The Washington Post Fact Checker gave 3 Pinocchio rating to the TransCanada Keystone XL Pipeline promoter’s ad claiming benefits it won’t produce, saying “We wavered between Two and Three Pinocchios. But ultimately we decided that given this is an ad for a pipeline to import Canadian crude oil into the United States, it’s really worthy of a late-night satire.” The Wapo’s researcher learned that the Keystone XL Pipeline
…will NOT reduce foreign oil dependence or even Middle East oil dependence:
Okay, but viewers of the ad might be forgiven if they did not realize this fact: The United States currently imports more oil from Canada than it does from the entire Persian Gulf, according to the U.S. Energy Information Administration. Moreover, oil from the tar sands of Canada is expected to replace crude from Venezuela (which one could argue is not a friendly country) or Mexico. The Middle East is really not part of the equation.
and it will not reduce oil prices!
“The price of international oil prices has no impact on the operation of our pipeline and we do not profit from changing market changes,” TransCanada says in a fact sheet. “Prices are set on a global level.” In other words, if oil prices spike because of unrest in the Middle East, the impact will still be felt in the United States.
After being refined, pipeline oil will probably not even stay in America. According to the Wall Street Journal:
Much of the crude oil that would flow down the proposed Keystone XL oil pipeline would likely be exported as refined products by U.S. companies—a prospect that is stirring further debate over whether the project serves the nation’s best interest.
The pipeline won’t create 40,000 construction jobs as claimed, since most of those jobs will be temporary and won’t even run a full year. According to the State Department, the number of construction jobs created will be 3900. The rest of the 36,100 jobs the KXL marketers want to claim credit for is the benefit which will supposedly disperse all across the United States when 3900 construction workers spend the money they make until their temporary construction jobs end.
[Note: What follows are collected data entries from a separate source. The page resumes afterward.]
mod synth;

use anyhow::{bail, Context, Result};
use clap::{Args, Parser, Subcommand};
use csv::{ReaderBuilder, StringRecord, Trim};
use log::{debug, info, warn};
use pulse_lib::{EcgSample, EcgSession, SessionConfig, Snapshot};
use serde::Serialize;
use std::{
    fs::File,
    io::{self, BufWriter, Read, Write},
    path::{Path, PathBuf},
};
use synth::{synthesize, SynthParams};

#[derive(Parser)]
#[command(
    name = "pulse",
    version,
    about = "Pulse: live ECG peaks, HRV and ECG-derived respiration"
)]
struct Cli {
    #[command(subcommand)]
    command: Commands,
}

#[derive(Args, Clone)]
struct SessionArgs {
    /// TOML session configuration
    #[arg(long)]
    config: Option<PathBuf>,
    /// Override the sampling rate (Hz)
    #[arg(long)]
    fs: Option<f64>,
}

#[derive(Args, Clone)]
struct OutputArgs {
    /// Samples pushed into the session per recompute
    #[arg(long, default_value_t = 250)]
    batch: usize,
    /// Print only the snapshot after the last batch
    #[arg(long)]
    final_only: bool,
    /// Print a session summary after the snapshots
    #[arg(long)]
    summary: bool,
    /// Include the reconstructed respiration waveform in each snapshot
    #[arg(long)]
    signal: bool,
    /// After each snapshot, print the chart view (last `view_len` samples with peaks)
    #[arg(long)]
    view: bool,
}

#[derive(Subcommand)]
enum Commands {
    /// Stream `timestamp_ms,value` CSV rows from stdin or --input through a session
    Stream {
        #[command(flatten)]
        session: SessionArgs,
        #[command(flatten)]
        output: OutputArgs,
        #[arg(long)]
        input: Option<PathBuf>,
    },
    /// Stream a synthetic ECG through a session
    Simulate {
        #[command(flatten)]
        session: SessionArgs,
        #[command(flatten)]
        output: OutputArgs,
        #[arg(long, default_value_t = 60.0)]
        duration_s: f64,
        #[arg(long, default_value_t = 72.0)]
        heart_rate: f64,
        #[arg(long, default_value_t = 0.0)]
        rr_jitter_ms: f64,
        /// Breaths per minute
        #[arg(long, default_value_t = 15.0)]
        resp_rate: f64,
        #[arg(long, default_value_t = 0.2)]
        resp_depth: f64,
        #[arg(long, default_value_t = 0.01)]
        noise: f64,
        #[arg(long, default_value_t = 42)]
        seed: u64,
    },
    /// Print the effective session configuration as TOML
    Config {
        #[command(flatten)]
        session: SessionArgs,
    },
}

#[derive(Serialize)]
#[serde(tag = "type", rename_all = "snake_case")]
enum Line<'a> {
    Snapshot(&'a Snapshot),
    Summary(&'a pulse_lib::SessionSummary),
    View(&'a pulse_lib::WindowView),
}

fn main() -> Result<()> {
    env_logger::init();
    let cli = Cli::parse();
    match cli.command {
        Commands::Stream {
            session,
            output,
            input,
        } => cmd_stream(&session, &output, input.as_deref())?,
        Commands::Simulate {
            session,
            output,
            duration_s,
            heart_rate,
            rr_jitter_ms,
            resp_rate,
            resp_depth,
            noise,
            seed,
        } => {
            let config = load_config(&session)?;
            let params = SynthParams {
                fs: config.sampling_rate_hz,
                duration_s,
                heart_rate_bpm: heart_rate,
                rr_jitter_ms,
                resp_rate_bpm: resp_rate,
                resp_depth,
                noise,
                seed,
                start_ms: 0,
            };
            cmd_simulate(config, &output, &params)?
        }
        Commands::Config { session } => {
            let config = load_config(&session)?;
            print!("{}", config.to_toml()?);
        }
    }
    Ok(())
}

fn load_config(args: &SessionArgs) -> Result<SessionConfig> {
    let mut config = match &args.config {
        Some(path) => SessionConfig::load(path)?,
        None => SessionConfig::default(),
    };
    if let Some(fs) = args.fs {
        config.sampling_rate_hz = fs;
    }
    config.validate()?;
    Ok(config)
}

/// Feeds batches into a session and writes JSON lines.
struct Runner<W: Write> {
    session: EcgSession,
    output: OutputArgs,
    out: W,
    last: Option<Snapshot>,
}

impl<W: Write> Runner<W> {
    fn new(config: SessionConfig, output: &OutputArgs, out: W) -> Result<Self> {
        if output.batch == 0 {
            bail!("--batch must be at least 1");
        }
        Ok(Self {
            session: EcgSession::new(config)?,
            output: output.clone(),
            out,
            last: None,
        })
    }

    fn push(&mut self, batch: &[EcgSample]) -> Result<()> {
        let mut snapshot = self.session.push_samples(batch);
        if !self.output.signal {
            snapshot.respiration_signal.clear();
        }
        if !self.output.final_only {
            self.emit_snapshot(&snapshot)?;
        }
        self.last = Some(snapshot);
        Ok(())
    }

    fn finish(mut self) -> Result<()> {
        let last = self.last.take().unwrap_or_default();
        if self.output.final_only {
            self.emit_snapshot(&last)?;
        }
        if self.output.summary {
            let summary = self.session.summary(&last);
            info!(
                "session: {:.1} s, {} samples ({} rejected)",
                summary.duration_s, summary.samples_received, summary.samples_rejected
            );
            self.emit(&Line::Summary(&summary))?;
        }
        self.out.flush()?;
        Ok(())
    }

    fn emit_snapshot(&mut self, snapshot: &Snapshot) -> Result<()> {
        self.emit(&Line::Snapshot(snapshot))?;
        if self.output.view {
            let view = self.session.chart_view(snapshot);
            self.emit(&Line::View(&view))?;
        }
        Ok(())
    }

    fn emit(&mut self, line: &Line) -> Result<()> {
        serde_json::to_writer(&mut self.out, line)?;
        writeln!(self.out)?;
        Ok(())
    }
}

fn cmd_stream(args: &SessionArgs, output: &OutputArgs, input: Option<&Path>) -> Result<()> {
    let config = load_config(args)?;
    let reader: Box<dyn Read> = match input {
        Some(path) => Box::new(
            File::open(path).with_context(|| format!("opening samples {}", path.display()))?,
        ),
        None => Box::new(io::stdin().lock()),
    };
    let stdout = io::stdout();
    let mut runner = Runner::new(config, output, BufWriter::new(stdout.lock()))?;

    let mut csv = ReaderBuilder::new()
        .has_headers(false)
        .trim(Trim::All)
        .comment(Some(b'#'))
        .flexible(true)
        .from_reader(reader);
    let mut batch = Vec::with_capacity(output.batch);
    let mut record = StringRecord::new();
    let mut row = 0usize;
    while csv
        .read_record(&mut record)
        .with_context(|| format!("reading sample row {}", row + 1))?
    {
        row += 1;
        match parse_sample(&record) {
            Some(sample) => batch.push(sample),
            None if row == 1 => {
                debug!("skipping header row {:?}", record);
                continue;
            }
            None => {
                warn!("skipping malformed row {}: {:?}", row, record);
                continue;
            }
        }
        if batch.len() == output.batch {
            runner.push(&batch)?;
            batch.clear();
        }
    }
    if !batch.is_empty() {
        runner.push(&batch)?;
    }
    runner.finish()
}

fn parse_sample(record: &StringRecord) -> Option<EcgSample> {
    let timestamp_ms = record.get(0)?.parse::<i64>().ok()?;
    let value = record.get(1)?.parse::<f64>().ok()?;
    value.is_finite().then(|| EcgSample::new(timestamp_ms, value))
}

fn cmd_simulate(config: SessionConfig, output: &OutputArgs, params: &SynthParams) -> Result<()> {
    if !(params.duration_s > 0.0 && params.heart_rate_bpm > 0.0) {
        bail!("--duration-s and --heart-rate must be positive");
    }
    let samples = synthesize(params);
    info!(
        "simulating {} samples at {} Hz ({} bpm, {} breaths/min)",
        samples.len(),
        params.fs,
        params.heart_rate_bpm,
        params.resp_rate_bpm
    );
    let stdout = io::stdout();
    let mut runner = Runner::new(config, output, BufWriter::new(stdout.lock()))?;
    for chunk in samples.chunks(output.batch) {
        runner.push(chunk)?;
    }
    runner.finish()
}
In other words, you have to assume that money spent in Nebraska eventually helps a bartender in New York or a dancer in San Francisco
TransCanada spokesman Shawn Howard explains this reckoning:
“We track the jobs associated with our project in the same fashion that the U.S. Department of Labor does and believe that every job – whether it is temporary or full-time – is important for the workers and communities involved.”